In the entries below, every line with the string "HttpConfig" is to be reported.

Collected data entries ::

- - - - -

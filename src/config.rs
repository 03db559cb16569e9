/// Configuration management for the Nick Hider engine
use crate::error::{EngineError, EngineResult};
use serde::{Deserialize, Serialize};
use std::env;
use std::path::PathBuf;
use std::time::Duration;

/// User-facing privacy toggles and replacement values
///
/// Supplied and persisted by the host. Validate with
/// [`crate::validation::validate_privacy_config`] before applying.
#[derive(Debug, Clone, PartialEq, Eq, Serialize, Deserialize)]
#[serde(rename_all = "camelCase", default)]
pub struct PrivacyConfig {
    pub enabled: bool,
    pub hide_local_name: bool,
    pub hide_local_skin: bool,
    pub hide_local_cape: bool,
    pub hide_other_names: bool,
    pub hide_other_skins: bool,
    pub hide_other_capes: bool,
    pub local_name: String,
    pub local_skin_source: String,
    pub local_cape_source: String,
    pub others_name_template: String,
    pub others_skin_source: String,
    pub others_cape_source: String,
    pub allow_external_fallback: bool,
}

impl Default for PrivacyConfig {
    fn default() -> Self {
        Self {
            enabled: true,
            hide_local_name: true,
            hide_local_skin: true,
            hide_local_cape: true,
            hide_other_names: false,
            hide_other_skins: false,
            hide_other_capes: false,
            local_name: "Player".to_string(),
            local_skin_source: String::new(),
            local_cape_source: String::new(),
            others_name_template: "Player_[ID]".to_string(),
            others_skin_source: String::new(),
            others_cape_source: String::new(),
            allow_external_fallback: false,
        }
    }
}

impl PrivacyConfig {
    /// Every configured source username, skin and cape, local and others
    pub fn source_usernames(&self) -> Vec<&str> {
        [
            self.local_skin_source.as_str(),
            self.local_cape_source.as_str(),
            self.others_skin_source.as_str(),
            self.others_cape_source.as_str(),
        ]
        .into_iter()
        .filter(|s| !s.trim().is_empty())
        .collect()
    }
}

/// Engine runtime configuration
#[derive(Debug, Clone, Serialize, Deserialize)]
pub struct EngineConfig {
    pub storage: StorageConfig,
    pub http: HttpConfig,
    pub breaker: BreakerConfig,
    pub logging: LoggingConfig,
}

/// Storage configuration
#[derive(Debug, Clone, Serialize, Deserialize)]
pub struct StorageConfig {
    pub data_directory: PathBuf,
    pub alias_file: PathBuf,
    pub texture_directory: PathBuf,
}

/// Remote identity service configuration
#[derive(Debug, Clone, Serialize, Deserialize)]
pub struct HttpConfig {
    pub user_agent: String,
    pub timeout_secs: u64,
    /// Username to identity lookups
    pub api_base_url: String,
    /// Profile and texture lookups
    pub session_base_url: String,
    /// Skin probe for the external fallback provider
    pub external_skin_base_url: String,
    /// Cape lookup for the external fallback provider
    pub external_cape_base_url: String,
    /// Outbound requests allowed per second
    pub requests_per_second: u32,
}

/// Hook circuit breaker policy
#[derive(Debug, Clone, Serialize, Deserialize)]
pub struct BreakerConfig {
    pub failure_threshold: u32,
    pub open_secs: u64,
}

/// Logging configuration
#[derive(Debug, Clone, Serialize, Deserialize)]
pub struct LoggingConfig {
    pub level: String,
}

impl Default for HttpConfig {
    fn default() -> Self {
        Self {
            user_agent: format!("nickhider/{}", env!("CARGO_PKG_VERSION")),
            timeout_secs: 8,
            api_base_url: "https://api.mojang.com".to_string(),
            session_base_url: "https://sessionserver.mojang.com".to_string(),
            external_skin_base_url: "https://minotar.net/skin".to_string(),
            external_cape_base_url: "http://s.optifine.net/capes".to_string(),
            requests_per_second: 2,
        }
    }
}

impl Default for BreakerConfig {
    fn default() -> Self {
        Self {
            failure_threshold: 5,
            open_secs: 60,
        }
    }
}

impl EngineConfig {
    /// Load configuration from environment variables
    pub fn from_env() -> EngineResult<Self> {
        dotenv::dotenv().ok();

        let data_directory: PathBuf = env::var("NICKHIDER_DATA_DIRECTORY")
            .unwrap_or_else(|_| "./data".to_string())
            .into();
        let alias_file = env::var("NICKHIDER_ALIAS_FILE")
            .map(PathBuf::from)
            .unwrap_or_else(|_| data_directory.join("ids.json"));
        let texture_directory = env::var("NICKHIDER_TEXTURE_DIRECTORY")
            .map(PathBuf::from)
            .unwrap_or_else(|_| data_directory.join("skins"));

        let defaults = HttpConfig::default();
        let http = HttpConfig {
            user_agent: env::var("NICKHIDER_USER_AGENT").unwrap_or(defaults.user_agent),
            timeout_secs: parse_var("NICKHIDER_HTTP_TIMEOUT_SECS", defaults.timeout_secs)?,
            api_base_url: env::var("NICKHIDER_API_BASE_URL").unwrap_or(defaults.api_base_url),
            session_base_url: env::var("NICKHIDER_SESSION_BASE_URL")
                .unwrap_or(defaults.session_base_url),
            external_skin_base_url: env::var("NICKHIDER_EXTERNAL_SKIN_BASE_URL")
                .unwrap_or(defaults.external_skin_base_url),
            external_cape_base_url: env::var("NICKHIDER_EXTERNAL_CAPE_BASE_URL")
                .unwrap_or(defaults.external_cape_base_url),
            requests_per_second: parse_var(
                "NICKHIDER_REQUESTS_PER_SECOND",
                defaults.requests_per_second,
            )?,
        };

        let breaker_defaults = BreakerConfig::default();
        let breaker = BreakerConfig {
            failure_threshold: parse_var(
                "NICKHIDER_BREAKER_THRESHOLD",
                breaker_defaults.failure_threshold,
            )?,
            open_secs: parse_var("NICKHIDER_BREAKER_OPEN_SECS", breaker_defaults.open_secs)?,
        };

        let logging = LoggingConfig {
            level: env::var("NICKHIDER_LOG_LEVEL").unwrap_or_else(|_| "info".to_string()),
        };

        let config = Self {
            storage: StorageConfig {
                data_directory,
                alias_file,
                texture_directory,
            },
            http,
            breaker,
            logging,
        };
        config.validate()?;
        Ok(config)
    }

    /// Validate configuration
    pub fn validate(&self) -> EngineResult<()> {
        if self.http.timeout_secs == 0 {
            return Err(EngineError::Config(
                "HTTP timeout must be at least one second".to_string(),
            ));
        }

        if self.http.requests_per_second == 0 {
            return Err(EngineError::Config(
                "Outbound request rate must be positive".to_string(),
            ));
        }

        for (label, url) in [
            ("API", &self.http.api_base_url),
            ("session", &self.http.session_base_url),
            ("external skin", &self.http.external_skin_base_url),
            ("external cape", &self.http.external_cape_base_url),
        ] {
            if !url.starts_with("http://") && !url.starts_with("https://") {
                return Err(EngineError::Config(format!(
                    "Invalid {} base URL: {}",
                    label, url
                )));
            }
        }

        if self.breaker.failure_threshold == 0 {
            return Err(EngineError::Config(
                "Circuit breaker threshold must be positive".to_string(),
            ));
        }

        Ok(())
    }

    pub fn http_timeout(&self) -> Duration {
        Duration::from_secs(self.http.timeout_secs)
    }
}

fn parse_var<T: std::str::FromStr>(key: &str, default: T) -> EngineResult<T> {
    match env::var(key) {
        Ok(raw) => raw
            .trim()
            .parse()
            .map_err(|_| EngineError::Config(format!("Invalid value for {}: {}", key, raw))),
        Err(_) => Ok(default),
    }
}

- - - - -

Result of the exercise ::
    pub http: HttpConfig,
pub struct HttpConfig {
impl Default for HttpConfig {
        let defaults = HttpConfig::default();
        let http = HttpConfig {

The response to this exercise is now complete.